# [THE PROBLEM]
Reproduce this listing from its first line through the line with "the same order", inclusive, leaving out all that follows.

# [RECORDS PROVIDED]
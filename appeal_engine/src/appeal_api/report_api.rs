use std::{fmt::Debug, time::Duration};

use chrono::{DateTime, Utc};
use log::*;

use crate::{
    appeal_api::{
        order_flow_api::transition,
        report_objects::{ReportStatus, RetrySweep},
        RequestContext,
    },
    config::SystemConfig,
    db_types::{AuditEntityType, AuditEventType, NewAuditEvent, Order, OrderId, OrderStatusType, Report, ReportId},
    events::EventProducers,
    helpers::new_lock_token,
    renderer::ReportRenderer,
    snapshot::build_snapshot,
    traits::{OrderManagement, PrecheckManagement, ReportManagement},
    ReportError,
};

/// How long a generation attempt may hold an order before another trigger may claim it.
pub const ORDER_LOCK_TTL_SECS: i64 = 300;
/// The delay before the first automatic retry. Each later retry waits twice as long as the one before.
pub const AUTO_RETRY_BASE_DELAY: Duration = Duration::from_secs(30);

/// The minimum time to wait after the last generation attempt before retrying automatically.
pub fn auto_retry_backoff(attempt_count: i64) -> Duration {
    let doublings = attempt_count.saturating_sub(1).clamp(0, 16) as u32;
    AUTO_RETRY_BASE_DELAY * 2u32.pow(doublings)
}

/// The report generation job.
///
/// [`ReportApi::generate`] claims the order's lock before it reads the order, so two triggers for the same order
/// (a duplicated payment event and a manual retry, say) can never both run. A failed attempt is recorded on the
/// report, the order is moved to `Failed`, and the error is returned to the caller. The job never reschedules itself;
/// [`ReportApi::manual_retry`] and [`ReportApi::retry_failed_reports`] decide when to try again.
pub struct ReportApi<B, R> {
    db: B,
    renderer: R,
    producers: EventProducers,
}

impl<B, R> Debug for ReportApi<B, R> {
    fn fmt(&self, f: &mut std::fmt::Formatter<'_>) -> std::fmt::Result {
        write!(f, "ReportApi")
    }
}

impl<B, R> ReportApi<B, R> {
    pub fn new(db: B, renderer: R, producers: EventProducers) -> Self {
        Self { db, renderer, producers }
    }

    pub fn db(&self) -> &B {
        &self.db
    }

    fn audit(&self, event_type: AuditEventType, order: &Order, report: &Report) {
        let event =
            NewAuditEvent::new(event_type, AuditEntityType::Report, &report.id).with_user(order.user_id.as_str());
        self.producers.record_audit(event);
    }
}

impl<B, R> ReportApi<B, R>
where
    B: OrderManagement + PrecheckManagement + ReportManagement,
    R: ReportRenderer,
{
    /// Generates the report for a `Paid` or `Failed` order.
    pub async fn generate(&self, order_id: &OrderId, config: &SystemConfig) -> Result<Report, ReportError> {
        let token = new_lock_token();
        let now = Utc::now();
        let until = now + chrono::Duration::seconds(ORDER_LOCK_TTL_SECS);
        if !self.db.try_lock_order(order_id, &token, now, until).await? {
            return match self.db.fetch_order(order_id).await? {
                None => Err(ReportError::OrderNotFound(order_id.clone())),
                Some(_) => {
                    warn!("📄️ Order {order_id} is locked by another generation attempt");
                    Err(ReportError::LockUnavailable(order_id.clone()))
                },
            };
        }
        trace!("📄️ Lock {token} acquired on order {order_id}");
        let result = self.generate_locked(order_id, config).await;
        if let Err(e) = self.db.release_order_lock(order_id, &token).await {
            warn!("📄️ Could not release the lock on order {order_id}. It will expire by itself. {e}");
        }
        result
    }

    async fn generate_locked(&self, order_id: &OrderId, config: &SystemConfig) -> Result<Report, ReportError> {
        let order =
            self.db.fetch_order(order_id).await?.ok_or_else(|| ReportError::OrderNotFound(order_id.clone()))?;
        if !matches!(order.status, OrderStatusType::Paid | OrderStatusType::Failed) {
            return Err(ReportError::OrderNotGeneratable(order.status));
        }
        // The ceiling is checked before the order moves, so an exhausted order stays `Failed` with its last error
        let existing = self.db.fetch_report_for_order(order_id).await?;
        if let Some(report) = existing.as_ref().filter(|r| r.attempt_count >= config.max_manual_retries) {
            info!("📄️ Report {} for order {order_id} has used all {} attempts", report.id, config.max_manual_retries);
            return Err(ReportError::MaxRetriesReached(config.max_manual_retries));
        }
        let order = transition(&self.db, &order, OrderStatusType::Processing).await?;
        // From here on, every failure must move the order out of `Processing`
        let report = match existing {
            Some(report) => report,
            None => match self.db.fetch_or_create_report(&order).await {
                Ok(report) => report,
                Err(e) => {
                    let e = ReportError::from(e);
                    self.mark_failed(&order, None, &e).await;
                    return Err(e);
                },
            },
        };
        debug!("📄️ Generating report {} for order {order_id} (attempt #{})", report.id, report.attempt_count + 1);
        self.audit(AuditEventType::ReportGenerationStarted, &order, &report);

        match self.attempt(&order, &report).await {
            Ok(generated) => {
                info!("📄️ Report {} for order {order_id} is available at {:?}", generated.id, generated.pdf_url);
                self.audit(AuditEventType::ReportGenerated, &order, &generated);
                Ok(generated)
            },
            Err(e) => {
                self.mark_failed(&order, Some(&report), &e).await;
                Err(e)
            },
        }
    }

    /// Records the failure on the report (when there is one) and moves the order from `Processing` to `Failed`.
    async fn mark_failed(&self, order: &Order, report: Option<&Report>, e: &ReportError) {
        warn!("📄️ Report generation for order {} failed. {e}", order.id);
        if let Some(report) = report {
            if let Err(db_err) = self.db.record_report_error(&report.id, &e.to_string()).await {
                error!("📄️ Could not record the failure on report {}. {db_err}", report.id);
            }
        }
        if let Err(t_err) = transition(&self.db, order, OrderStatusType::Failed).await {
            error!("📄️ Could not mark order {} as failed. {t_err}", order.id);
        }
        if let Some(report) = report {
            self.audit(AuditEventType::ReportGenerationFailed, order, report);
        }
    }

    async fn attempt(&self, order: &Order, report: &Report) -> Result<Report, ReportError> {
        let now = Utc::now();
        let report = self.db.increment_report_attempt(&report.id, now).await?;
        let precheck = self
            .db
            .fetch_precheck(&order.precheck_id)
            .await?
            .ok_or_else(|| ReportError::SnapshotFailed(format!("Precheck {} not found", order.precheck_id)))?;
        let property = self
            .db
            .fetch_property(&precheck.property_id)
            .await?
            .ok_or_else(|| ReportError::SnapshotFailed(format!("Property {} not found", precheck.property_id)))?;
        let snapshot = build_snapshot(&report.id, now, order, &precheck, &property)
            .map_err(|e| ReportError::SnapshotFailed(e.to_string()))?;
        self.db.save_report_snapshot(&report.id, &snapshot).await?;
        let pdf_url = self
            .renderer
            .render(&report.id, &snapshot)
            .await
            .map_err(|e| ReportError::RenderFailed(e.to_string()))?;
        let report = self.db.save_report_artifact(&report.id, &pdf_url, Utc::now()).await?;
        transition(&self.db, order, OrderStatusType::Completed).await?;
        Ok(report)
    }

    /// Retries a failed report on behalf of its owner.
    pub async fn manual_retry(
        &self,
        user_id: &str,
        report_id: &ReportId,
        config: &SystemConfig,
        ctx: &RequestContext,
    ) -> Result<Report, ReportError> {
        let report =
            self.db.fetch_report(report_id).await?.filter(|r| r.user_id == user_id).ok_or(ReportError::ReportNotFound)?;
        let order = self.db.fetch_order(&report.order_id).await?.ok_or(ReportError::ReportNotFound)?;
        if order.status != OrderStatusType::Failed {
            return Err(ReportError::OrderNotRetryable(order.status));
        }
        if report.attempt_count >= config.max_manual_retries {
            info!("📄️ Report {report_id} has used all {} attempts", config.max_manual_retries);
            return Err(ReportError::MaxRetriesReached(config.max_manual_retries));
        }
        let event = NewAuditEvent::new(AuditEventType::ReportRetryRequested, AuditEntityType::Report, report_id)
            .with_user(user_id)
            .with_origin(ctx.ip.clone(), ctx.user_agent.clone());
        self.producers.record_audit(event);
        self.generate(&order.id, config).await
    }

    /// The order's status, and its report if one exists. Only the order's owner may see it.
    pub async fn report_status(&self, user_id: &str, order_id: &OrderId) -> Result<ReportStatus, ReportError> {
        let order = self
            .db
            .fetch_order(order_id)
            .await?
            .filter(|o| o.user_id == user_id)
            .ok_or_else(|| ReportError::OrderNotFound(order_id.clone()))?;
        let report = self.db.fetch_report_for_order(order_id).await?;
        Ok(ReportStatus::new(&order, report.as_ref()))
    }

    /// One pass of the automatic retry policy. Failed orders whose report has been attempted fewer than
    /// `max_auto_retries` times, and whose last attempt is older than [`auto_retry_backoff`], are generated again.
    pub async fn retry_failed_reports(
        &self,
        config: &SystemConfig,
        now: DateTime<Utc>,
    ) -> Result<RetrySweep, ReportError> {
        let candidates = self.db.fetch_auto_retry_candidates(config.max_auto_retries).await?;
        let mut sweep = RetrySweep { candidates: candidates.len(), ..Default::default() };
        for report in candidates {
            let backoff = chrono::Duration::seconds(auto_retry_backoff(report.attempt_count).as_secs() as i64);
            let due = report.last_attempt_at.map(|at| at + backoff <= now).unwrap_or(true);
            if !due {
                trace!("📄️ Report {} is not due for a retry yet", report.id);
                continue;
            }
            sweep.attempted.push(report.order_id.clone());
            match self.generate(&report.order_id, config).await {
                Ok(_) => sweep.succeeded.push(report.order_id.clone()),
                Err(e) => warn!("📄️ Automatic retry of order {} failed. {e}", report.order_id),
            }
        }
        Ok(sweep)
    }
}
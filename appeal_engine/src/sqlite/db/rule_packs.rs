use sqlx::SqliteConnection;

use crate::db_types::RulePack;

/// The published rule pack with the highest version.
pub async fn fetch_active(conn: &mut SqliteConnection) -> Result<Option<RulePack>, sqlx::Error> {
    let pack = sqlx::query_as("SELECT * FROM rule_packs WHERE published = TRUE ORDER BY version DESC LIMIT 1")
        .fetch_optional(conn)
        .await?;
    Ok(pack)
}
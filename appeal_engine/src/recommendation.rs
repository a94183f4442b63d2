//! Deterministic recommendation text for the report. The wording depends only on the decision and the metrics, so two
//! runs over the same precheck always produce byte-identical text.
use appeal_common::format_dollars;
use serde::{Deserialize, Serialize};

use crate::db_types::{EligibilityMetrics, PrecheckDecision};

const NOTES: [&str; 3] = [
    "This report is an estimate based on available public/third-party data.",
    "Results do not guarantee a tax reduction.",
    "RP-524 filing is free; this product does not file on your behalf.",
];

const ELIGIBLE_NEXT_STEPS: [&str; 3] = [
    "Review the comparable sales used in this report.",
    "Confirm your property details (beds/baths/sqft) match public records.",
    "Check your local assessor/BAR for filing dates and required supporting documents.",
];

const NOT_ELIGIBLE_NEXT_STEPS: [&str; 3] = [
    "Double-check your property details for accuracy.",
    "Try again later when more sales data becomes available.",
    "Use 'Notify Me' to get reminders for the next tax year.",
];

#[derive(Debug, Clone, PartialEq, Eq, Serialize, Deserialize)]
pub struct Recommendation {
    pub summary: String,
    pub next_steps: Vec<String>,
    pub notes: Vec<String>,
}

pub fn generate_recommendation(decision: PrecheckDecision, metrics: &EligibilityMetrics) -> Recommendation {
    let value = format_dollars(metrics.assessed_value);
    let (summary, next_steps) = match decision {
        PrecheckDecision::Eligible => (
            format!(
                "Based on {} comparable home sales below your assessed value of ${value}, your property may be \
                 over-assessed. This suggests you may have grounds to file a grievance.",
                metrics.comps_lower_count
            ),
            ELIGIBLE_NEXT_STEPS,
        ),
        PrecheckDecision::NotEligible => (
            format!(
                "We could not identify enough comparable home sales below your assessed value of ${value}. Based on \
                 available data, your case appears weaker at this time."
            ),
            NOT_ELIGIBLE_NEXT_STEPS,
        ),
    };
    Recommendation {
        summary,
        next_steps: next_steps.iter().map(|s| s.to_string()).collect(),
        notes: NOTES.iter().map(|s| s.to_string()).collect(),
    }
}
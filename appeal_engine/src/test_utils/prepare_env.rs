use std::path::Path;

use log::*;
use sqlx::{migrate::MigrateDatabase, Sqlite};

use crate::SqliteDatabase;

pub async fn prepare_test_env(url: &str) {
    dotenvy::from_filename(".env.test").ok();
    let _ = env_logger::try_init();
    debug!("🚀️ Logging initialised");
    create_database(url).await;
    run_migrations(url).await;
}

/// A fresh database file in the system temp directory.
pub fn random_db_path() -> String {
    let path = std::env::temp_dir().join(format!("appeal_test_store_{}.db", rand::random::<u64>()));
    format!("sqlite://{}", path.display())
}

pub async fn run_migrations(url: &str) {
    let db = SqliteDatabase::new_with_url(url, 1).await.expect("Error creating connection to database");
    db.migrate().await.expect("Error running DB migrations");
    db.close().await;
    info!("🚀️ Migrations complete");
}

pub async fn create_database<P: AsRef<Path>>(path: P) {
    let p = path.as_ref().as_os_str().to_str().unwrap();
    if let Err(e) = Sqlite::drop_database(p).await {
        trace!("Nothing to drop at {p}: {e:?}");
    }
    Sqlite::create_database(p).await.expect("Error creating database");
    info!("Created Sqlite database {p}");
}

/// Creates, migrates and connects to a fresh database with a pool of several connections, so that tests see the
/// same cross-connection visibility as the server does.
pub async fn fresh_database() -> SqliteDatabase {
    let url = random_db_path();
    prepare_test_env(&url).await;
    SqliteDatabase::new_with_url(&url, 5).await.expect("Error creating database")
}

/// Closes the pool and deletes the database file.
pub async fn tear_down(db: SqliteDatabase) {
    db.close().await;
    if let Err(e) = Sqlite::drop_database(db.url()).await {
        warn!("🚀️ Could not remove {}: {e}", db.url());
    }
}
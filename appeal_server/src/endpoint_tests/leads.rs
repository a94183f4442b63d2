use actix_web::{
    http::{header::LOCATION, StatusCode},
    test::TestRequest,
    web,
    web::ServiceConfig,
};
use appeal_engine::{db_types::LeadId, events::EventProducers, LeadApi, RateLimiter, StoreError};
use serde_json::json;

use super::{helpers::*, mocks::*};
use crate::routes::{ConfirmLeadRoute, SubmitLeadRoute};

fn configure(db: MockBackend) -> impl FnOnce(&mut ServiceConfig) {
    move |cfg| {
        cfg.service(SubmitLeadRoute::<MockBackend>::new())
            .service(ConfirmLeadRoute::<MockBackend>::new())
            .app_data(web::Data::new(LeadApi::new(db, EventProducers::default())))
            .app_data(web::Data::new(RateLimiter::new(limiter_backend(0, 0))));
    }
}

#[actix_web::test]
async fn submit_a_lead() {
    let _ = env_logger::try_init().ok();
    let mut db = backend_with_defaults();
    db.expect_insert_lead()
        .withf(|l| l.user_id == ALICE && l.email == "alice@example.com" && l.recontact_month == 1)
        .times(1)
        .returning(|_| Ok(lead("lead-1", false)));
    let req = as_user(TestRequest::post().uri("/leads"), ALICE)
        .set_json(json!({ "email": " alice@example.com ", "tag": "grievance-2027", "county": "Nassau" }));
    let reply = send(req, configure(db)).await;
    assert_eq!(reply.status, StatusCode::OK, "{}", reply.body);
    let body = reply.json();
    assert_eq!(body["id"], "lead-1");
    assert_eq!(body["status"], "pending_confirmation");
}

#[actix_web::test]
async fn invalid_email_is_rejected() {
    let _ = env_logger::try_init().ok();
    let mut db = backend_with_defaults();
    db.expect_insert_lead().never();
    let req = as_user(TestRequest::post().uri("/leads"), ALICE).set_json(json!({ "email": "nope", "tag": "x" }));
    let reply = send(req, configure(db)).await;
    assert_eq!(reply.status, StatusCode::BAD_REQUEST);
}

#[actix_web::test]
async fn confirmation_link_redirects_home() {
    let _ = env_logger::try_init().ok();
    let mut db = MockBackend::new();
    db.expect_confirm_lead()
        .withf(|id| *id == LeadId::from("lead-1"))
        .times(1)
        .returning(|_| Ok(Some(lead("lead-1", true))));
    let reply = send(TestRequest::get().uri("/leads/confirm?id=lead-1"), configure(db)).await;
    assert_eq!(reply.status, StatusCode::FOUND);
    assert_eq!(reply.headers.get(LOCATION).unwrap(), "http://localhost:3000/home?confirmed=1");
}

#[actix_web::test]
async fn stale_confirmation_link_still_redirects() {
    let _ = env_logger::try_init().ok();
    let mut db = MockBackend::new();
    db.expect_confirm_lead().returning(|_| Ok(None));
    let reply = send(TestRequest::get().uri("/leads/confirm?id=gone"), configure(db)).await;
    assert_eq!(reply.status, StatusCode::FOUND);

    let mut db = MockBackend::new();
    db.expect_confirm_lead().returning(|_| Err(StoreError::DatabaseError("disk I/O error".into())));
    let reply = send(TestRequest::get().uri("/leads/confirm?id=lead-1"), configure(db)).await;
    assert_eq!(reply.status, StatusCode::FOUND);
}

#[actix_web::test]
async fn confirmation_link_needs_an_id() {
    let _ = env_logger::try_init().ok();
    let reply = send(TestRequest::get().uri("/leads/confirm"), configure(MockBackend::new())).await;
    assert_eq!(reply.status, StatusCode::BAD_REQUEST);
}
use chrono::Utc;
use sqlx::SqliteConnection;

use crate::db_types::{Lead, LeadId, NewLead};

pub async fn insert(lead: NewLead, conn: &mut SqliteConnection) -> Result<Lead, sqlx::Error> {
    let lead = sqlx::query_as(
        r#"
            INSERT INTO leads (id, user_id, email, tag, recontact_month, created_at)
            VALUES ($1, $2, $3, $4, $5, $6)
            RETURNING *;
        "#,
    )
    .bind(LeadId::random().as_str())
    .bind(lead.user_id)
    .bind(lead.email)
    .bind(lead.tag)
    .bind(lead.recontact_month)
    .bind(Utc::now())
    .fetch_all(conn)
    .await?
    .pop()
    .ok_or(sqlx::Error::RowNotFound)?;
    Ok(lead)
}

pub async fn fetch_by_id(id: &LeadId, conn: &mut SqliteConnection) -> Result<Option<Lead>, sqlx::Error> {
    let lead = sqlx::query_as("SELECT * FROM leads WHERE id = $1").bind(id.as_str()).fetch_optional(conn).await?;
    Ok(lead)
}

/// Sets the confirmation time only the first time a lead is confirmed.
pub async fn confirm(id: &LeadId, conn: &mut SqliteConnection) -> Result<Option<Lead>, sqlx::Error> {
    sqlx::query("UPDATE leads SET opt_in_confirmed_at = $1 WHERE id = $2 AND opt_in_confirmed_at IS NULL")
        .bind(Utc::now())
        .bind(id.as_str())
        .execute(&mut *conn)
        .await?;
    fetch_by_id(id, conn).await
}
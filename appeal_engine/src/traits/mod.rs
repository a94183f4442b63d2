//! # Backend contracts
//!
//! This module defines the interface contracts that a storage *backend* must satisfy to support the appeal engine.
//! The public APIs in [`crate::appeal_api`] are generic over these traits, so they never touch the database directly.
//!
//! * [`PrecheckManagement`] stores properties and prechecks, and resolves the active rule pack.
//! * [`OrderManagement`] stores orders. Every status change is a conditional update keyed on the current status, and
//!   the order row doubles as the lock that serialises report generation.
//! * [`ReportManagement`] stores reports and their generation history.
//! * [`AuditLog`] persists audit events and answers the per-IP counts used by the rate limiter.
//! * [`SystemConfigStore`] reads the business configuration table.
//! * [`LeadManagement`] stores "notify me" leads.
mod audit_log;
mod lead_management;
mod order_management;
mod precheck_management;
mod report_management;
mod store_error;
mod system_config_store;

pub use audit_log::AuditLog;
pub use lead_management::LeadManagement;
pub use order_management::OrderManagement;
pub use precheck_management::PrecheckManagement;
pub use report_management::ReportManagement;
pub use store_error::StoreError;
pub use system_config_store::SystemConfigStore;
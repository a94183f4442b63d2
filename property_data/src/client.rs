use std::{future::Future, sync::Arc, time::Duration};

use log::*;
use reqwest::{
    header::{HeaderMap, HeaderValue, ACCEPT},
    Client,
};
use serde::de::DeserializeOwned;

use crate::{DataSourceError, DataSourceTag};

/// Thin JSON-over-HTTP wrapper shared by the provider clients.
#[derive(Clone)]
pub(crate) struct RestClient {
    provider: DataSourceTag,
    base_url: String,
    client: Arc<Client>,
}

impl RestClient {
    /// Creates a client that sends `auth_header: auth_value` with every request.
    pub fn new(
        provider: DataSourceTag,
        base_url: &str,
        auth_header: &'static str,
        auth_value: &str,
    ) -> Result<Self, DataSourceError> {
        let mut headers = HeaderMap::with_capacity(2);
        let val =
            HeaderValue::from_str(auth_value).map_err(|e| DataSourceError::Initialization(provider, e.to_string()))?;
        headers.insert(auth_header, val);
        headers.insert(ACCEPT, HeaderValue::from_static("application/json"));
        let client = Client::builder()
            .default_headers(headers)
            .build()
            .map_err(|e| DataSourceError::Initialization(provider, e.to_string()))?;
        let base_url = base_url.trim_end_matches('/').to_string();
        Ok(Self { provider, base_url, client: Arc::new(client) })
    }

    pub fn url(&self, path: &str) -> String {
        format!("{}{path}", self.base_url)
    }

    pub async fn get<T: DeserializeOwned>(&self, path: &str, params: &[(&str, String)]) -> Result<T, DataSourceError> {
        let url = self.url(path);
        trace!("🏠️ GET {url} ({})", self.provider);
        let mut req = self.client.get(url);
        if !params.is_empty() {
            req = req.query(params);
        }
        let response = req.send().await.map_err(|e| DataSourceError::RequestError(self.provider, e.to_string()))?;
        if response.status().is_success() {
            trace!("🏠️ {} query successful. {}", self.provider, response.status());
            response.json::<T>().await.map_err(|e| DataSourceError::JsonError(self.provider, e.to_string()))
        } else {
            let status = response.status().as_u16();
            let message = response.text().await.unwrap_or_default();
            Err(DataSourceError::QueryError { provider: self.provider, status, message })
        }
    }
}

/// Runs `fut`, cancelling it if it has not completed within `limit`.
pub(crate) async fn with_timeout<T, F>(provider: DataSourceTag, limit: Duration, fut: F) -> Result<T, DataSourceError>
where F: Future<Output = Result<T, DataSourceError>> {
    match tokio::time::timeout(limit, fut).await {
        Ok(result) => result,
        Err(_) => Err(DataSourceError::Timeout { provider, millis: limit.as_millis() }),
    }
}
//! HMAC middleware for Actix Web.
//!
//! This module provides a middleware for Actix Web that checks the HMAC signature of incoming requests.
//!
//! The payment processor signs every webhook delivery with HMAC-SHA256 over the raw request body, using the shared
//! webhook secret (`APPEAL_PAYMENT_WEBHOOK_SECRET`) as the key. The base64-encoded signature is sent in the
//! `X-Payment-Signature` header.
//!
//! Wrap the webhook scope with this middleware so that handlers only ever see authentic deliveries.

use std::{
    future::{ready, Ready},
    rc::Rc,
};

use actix_http::h1;
use actix_web::{
    dev::{forward_ready, Payload, Service, ServiceRequest, ServiceResponse, Transform},
    error::{ErrorBadRequest, ErrorForbidden},
    web,
    Error,
};
use futures::future::LocalBoxFuture;
use log::{trace, warn};
use appeal_common::Secret;

use crate::helpers::calculate_hmac;

pub const PAYMENT_SIGNATURE_HEADER: &str = "X-Payment-Signature";

pub struct HmacMiddlewareFactory {
    hmac_header: String,
    key: Secret<String>,
    // If false, then the middleware will not check the HMAC signature and always allow the call
    enabled: bool,
}

impl HmacMiddlewareFactory {
    pub fn new(hmac_header: &str, key: Secret<String>, enabled: bool) -> Self {
        HmacMiddlewareFactory { hmac_header: hmac_header.into(), key, enabled }
    }
}

impl<S, B> Transform<S, ServiceRequest> for HmacMiddlewareFactory
where
    S: Service<ServiceRequest, Response = ServiceResponse<B>, Error = Error> + 'static,
    S::Future: 'static,
    B: 'static,
{
    type Error = Error;
    type Future = Ready<Result<Self::Transform, Self::InitError>>;
    type InitError = ();
    type Response = ServiceResponse<B>;
    type Transform = HmacMiddlewareService<S>;

    fn new_transform(&self, service: S) -> Self::Future {
        ready(Ok(HmacMiddlewareService {
            hmac_header: self.hmac_header.clone(),
            key: self.key.clone(),
            enabled: self.enabled,
            service: Rc::new(service),
        }))
    }
}

pub struct HmacMiddlewareService<S> {
    hmac_header: String,
    key: Secret<String>,
    enabled: bool,
    service: Rc<S>,
}

impl<S, B> Service<ServiceRequest> for HmacMiddlewareService<S>
where
    S: Service<ServiceRequest, Response = ServiceResponse<B>, Error = Error> + 'static,
    S::Future: 'static,
    B: 'static,
{
    type Error = Error;
    type Future = LocalBoxFuture<'static, Result<Self::Response, Self::Error>>;
    type Response = ServiceResponse<B>;

    forward_ready!(service);

    fn call(&self, mut req: ServiceRequest) -> Self::Future {
        let service = Rc::clone(&self.service);
        let secret = self.key.reveal().clone();
        let hmac_header = self.hmac_header.clone();
        let enabled = self.enabled;
        Box::pin(async move {
            trace!("🔐️ Checking HMAC for request");
            if !enabled {
                trace!("🔐️ HMAC checks are disabled. Allowing request.");
                return service.call(req).await;
            }
            let data = req.extract::<web::Bytes>().await.map_err(|e| {
                warn!("🔐️ Failed to extract request data: {:?}", e);
                ErrorBadRequest("Failed to extract request data.")
            })?;
            let hmac = req.headers().get(&hmac_header).ok_or_else(|| {
                warn!("🔐️ No HMAC signature found in request. denying access.");
                ErrorForbidden("No HMAC signature found.")
            })?;
            let validated = calculate_hmac(&secret, data.as_ref()).is_some_and(|calc| hmac == calc.as_str());
            if validated {
                trace!("🔐️ HMAC check for request ✅️");
                req.set_payload(bytes_to_payload(data));
                service.call(req).await
            } else {
                warn!("🔐️ Invalid HMAC signature found in request. denying access.");
                Err(ErrorForbidden("Invalid HMAC signature."))
            }
        })
    }
}

fn bytes_to_payload(buf: web::Bytes) -> Payload {
    let (_, mut pl) = h1::Payload::create(true);
    pl.unread_data(buf);
    Payload::from(pl)
}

# [RESULT OF THE TASK]
filename appeal_engine/src/appeal_api/report_api.rs
use std::{fmt::Debug, time::Duration};

use chrono::{DateTime, Utc};
use log::*;

use crate::{
    appeal_api::{
        order_flow_api::transition,
        report_objects::{ReportStatus, RetrySweep},
        RequestContext,
    },
    config::SystemConfig,
    db_types::{AuditEntityType, AuditEventType, NewAuditEvent, Order, OrderId, OrderStatusType, Report, ReportId},
    events::EventProducers,
    helpers::new_lock_token,
    renderer::ReportRenderer,
    snapshot::build_snapshot,
    traits::{OrderManagement, PrecheckManagement, ReportManagement},
    ReportError,
};

/// How long a generation attempt may hold an order before another trigger may claim it.
pub const ORDER_LOCK_TTL_SECS: i64 = 300;
/// The delay before the first automatic retry. Each later retry waits twice as long as the one before.
pub const AUTO_RETRY_BASE_DELAY: Duration = Duration::from_secs(30);

/// The minimum time to wait after the last generation attempt before retrying automatically.
pub fn auto_retry_backoff(attempt_count: i64) -> Duration {
    let doublings = attempt_count.saturating_sub(1).clamp(0, 16) as u32;
    AUTO_RETRY_BASE_DELAY * 2u32.pow(doublings)
}

/// The report generation job.
///
/// [`ReportApi::generate`] claims the order's lock before it reads the order, so two triggers for the same order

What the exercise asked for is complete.